Par Julien GONCALVES | Rédacteur en chef
Enfant des années 80 et ex-collectionneur de CD 2 titres, il se passionne très tôt pour la musique, notamment la pop anglaise et la chanson française dont il est devenu un expert.
De passage à Paris pour un concert explosif, la jeune popstar Kim Petras a répondu aux questions de Pure Charts. Elle se confie sur son enfance bercée par la haine, sa transition, son parcours, la polémique Dr. Luke, son statut d'icône LGBT, son amour pour Paris ou encore l'évolution des mentalités.
Crédits photo : Byron Spencer
Propos recueillis par Julien Gonçalves.

Quel est le premier souvenir que tu as de la musique ?
Probablement quand je regardais les films Disney et que je chantais les chansons. J'adorais les Disney ! Avec mes deux grandes soeurs, on adorait chanter. S'harmoniser, c'est ce qu'on préférait, je prenais la plus haute harmonie et on chantait. On se battait pour savoir qui allait chanter quelle harmonie, évidemment ! (Rires)

Quelle était ta chanson préférée ?
Probablement, "Partir là-bas" de "La petite sirène". J'adorais vraiment "La petite sirène" quand j'étais petite. Cette histoire m'obsédait ! Et j'étais dingue de "Mulan" aussi.
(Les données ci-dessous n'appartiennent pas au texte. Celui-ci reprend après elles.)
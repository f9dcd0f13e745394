pub mod jwt;
pub mod middleware;

use async_graphql::*;
use rootsignal_core::ServerDeps;
use std::sync::Arc;

use self::jwt::JwtService;

#[derive(Default)]
pub struct AuthMutation;

#[Object]
impl AuthMutation {
    /// Send a verification code via SMS to the given phone number.
    async fn send_verification_code(&self, ctx: &Context<'_>, phone: String) -> Result<bool> {
        tracing::info!("graphql.send_verification_code");
        let deps = ctx.data::<Arc<ServerDeps>>()?;

        // Validate phone format
        if !phone.starts_with('+') || phone.len() < 10 {
            return Err(Error::new(
                "Invalid phone number. Use E.164 format (e.g. +15551234567)",
            ));
        }

        // Check if this is a test identifier
        if deps.config.test_identifier_enabled && phone == "+1234567890" {
            return Ok(true);
        }

        // Validate Twilio is configured
        let account_sid = deps
            .config
            .twilio_account_sid
            .as_ref()
            .ok_or_else(|| Error::new("Twilio not configured"))?;
        let auth_token = deps
            .config
            .twilio_auth_token
            .as_ref()
            .ok_or_else(|| Error::new("Twilio not configured"))?;
        let service_sid = deps
            .config
            .twilio_verify_service_sid
            .as_ref()
            .ok_or_else(|| Error::new("Twilio not configured"))?;

        let twilio = twilio::TwilioService::new(twilio::TwilioOptions {
            account_sid: account_sid.clone(),
            auth_token: auth_token.clone(),
            service_id: service_sid.clone(),
        });

        twilio
            .send_otp(&phone)
            .await
            .map_err(|e| Error::new(format!("Failed to send verification code: {e}")))?;

        Ok(true)
    }

    /// Verify an OTP code and return a JWT token on success.
    async fn verify_code(&self, ctx: &Context<'_>, phone: String, code: String) -> Result<String> {
        let deps = ctx.data::<Arc<ServerDeps>>()?;

        // Check test identifier
        if deps.config.test_identifier_enabled && phone == "+1234567890" && code == "123456" {
            let jwt_service = ctx.data::<JwtService>()?;
            let is_admin = deps.config.admin_phone_numbers.contains(&phone);
            tracing::info!(
                phone = %phone,
                is_admin = is_admin,
                admin_phones = ?deps.config.admin_phone_numbers,
                "Test identifier login"
            );
            let token = jwt_service
                .create_token(phone, is_admin)
                .map_err(|e| Error::new(format!("Failed to create token: {e}")))?;
            return Ok(token);
        }

        // Validate Twilio is configured
        let account_sid = deps
            .config
            .twilio_account_sid
            .as_ref()
            .ok_or_else(|| Error::new("Twilio not configured"))?;
        let auth_token = deps
            .config
            .twilio_auth_token
            .as_ref()
            .ok_or_else(|| Error::new("Twilio not configured"))?;
        let service_sid = deps
            .config
            .twilio_verify_service_sid
            .as_ref()
            .ok_or_else(|| Error::new("Twilio not configured"))?;

        let twilio = twilio::TwilioService::new(twilio::TwilioOptions {
            account_sid: account_sid.clone(),
            auth_token: auth_token.clone(),
            service_id: service_sid.clone(),
        });

        twilio
            .verify_otp(&phone, &code)
            .await
            .map_err(|e| Error::new(format!("Verification failed: {e}")))?;

        // OTP verified — issue JWT
        let jwt_service = ctx.data::<JwtService>()?;
        let is_admin = deps.config.admin_phone_numbers.contains(&phone);
        let token = jwt_service
            .create_token(phone, is_admin)
            .map_err(|e| Error::new(format!("Failed to create token: {e}")))?;

        Ok(token)
    }
}
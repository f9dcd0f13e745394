//! StoryWeaver: Emergent, Anti-Fragile Story Generation
//!
//! Stories are graph patterns, not created objects. A story already exists in the graph
//! the moment a tension accumulates 2+ responding signals from distinct sources.
//! The `Story` node is a **materialized view** — a cached rendering of a graph pattern
//! for the API/UI layer. The source of truth is the tension hub itself.
//!
//! Three-phase pipeline:
//! - **Phase A (Materialize):** Tension hubs with 2+ respondents become Story nodes.
//!   No LLM needed — the tension title IS the headline, signals ARE the narrative.
//! - **Phase B (Grow):** Existing stories absorb new RESPONDS_TO edges. Stories accrete.
//! - **Phase C (Enrich):** Budget-gated LLM synthesis. Stories exist immediately; synthesis
//!   runs when budget allows.
//!
//! Anti-fragility properties:
//! - Contradictions surface (mixed signal types → multi-perspective synthesis)
//! - Investigation failures become coverage gap intelligence (abandoned count)
//! - Resurgence is a named arc (fading story + new activity → Resurgent)
//! - Budget exhaustion degrades gracefully (Phase A/B always run)

use std::collections::HashSet;

use chrono::Utc;
use neo4rs::query;
use tracing::{info, warn};
use uuid::Uuid;

use rootsignal_common::{extract_domain, StoryNode};

use crate::story_metrics::{parse_recency, story_energy, story_status};
use crate::synthesizer::{SynthesisInput, Synthesizer};
use crate::writer::GraphWriter;
use crate::GraphClient;

/// Minimum containment ratio for absorbing a tension hub into an existing story.
/// If |hub_signals ∩ story_signals| / |hub_signals| >= this, absorb rather than create new.
const CONTAINMENT_THRESHOLD: f64 = 0.5;

/// Maximum respondents before flagging a tension hub as needing refinement.
const MEGA_TENSION_THRESHOLD: usize = 30;

pub struct StoryWeaver {
    client: GraphClient,
    writer: GraphWriter,
    anthropic_api_key: String,
    min_lat: f64,
    max_lat: f64,
    min_lng: f64,
    max_lng: f64,
}

/// Stats from a StoryWeaver run.
#[derive(Debug, Default)]
pub struct StoryWeaverStats {
    pub stories_materialized: u32,
    pub stories_grown: u32,
    pub stories_enriched: u32,
    pub signals_linked: u32,
    pub stories_absorbed: u32,
    pub abandoned_signals: u32,
}

impl std::fmt::Display for StoryWeaverStats {
    fn fmt(&self, f: &mut std::fmt::Formatter<'_>) -> std::fmt::Result {
        write!(
            f,
            "StoryWeaver: {} materialized, {} grown, {} enriched, \
             {} signals linked, {} absorbed, {} abandoned",
            self.stories_materialized,
            self.stories_grown,
            self.stories_enriched,
            self.signals_linked,
            self.stories_absorbed,
            self.abandoned_signals,
        )
    }
}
Je ne savais pas comment on devenait une popstar
La musique était très présente chez toi ?
Ma mère est prof de danse mais elle adore chanter du jazz à la maison. Elle adore la musique, il y en avait tout le temps. Du Billie Holiday, Frank Sinatra, Marilyn Monroe, les chansons du musical "Chicago". Elle adore le jazz old school donc j'écoutais beaucoup ça. Mon père, c'était plus les années 80, de la funk. Des trucs comme New Order, Baltimora...

Quand t'es-tu rendue compte que tu aimais chanter ?
Très tôt. J'ai toujours chanté fort, avec ma brosse à cheveux. Un vrai cliché ! Je ne sais pas pourquoi, c'était comme ça. Je n'ai jamais pris de cours de chant jusqu'à il y a un an. J'étais un peu obligée car je m'abîmais la voix à force, parce que je n'avais aucune technique. Je ne savais pas ce qu'était la technique ! Je me souviens qu'à 12 ans, j'ai commencé à écrire mes premières chansons dans ma chambre avec mon Mac Book sur lequel j'inventais des beats.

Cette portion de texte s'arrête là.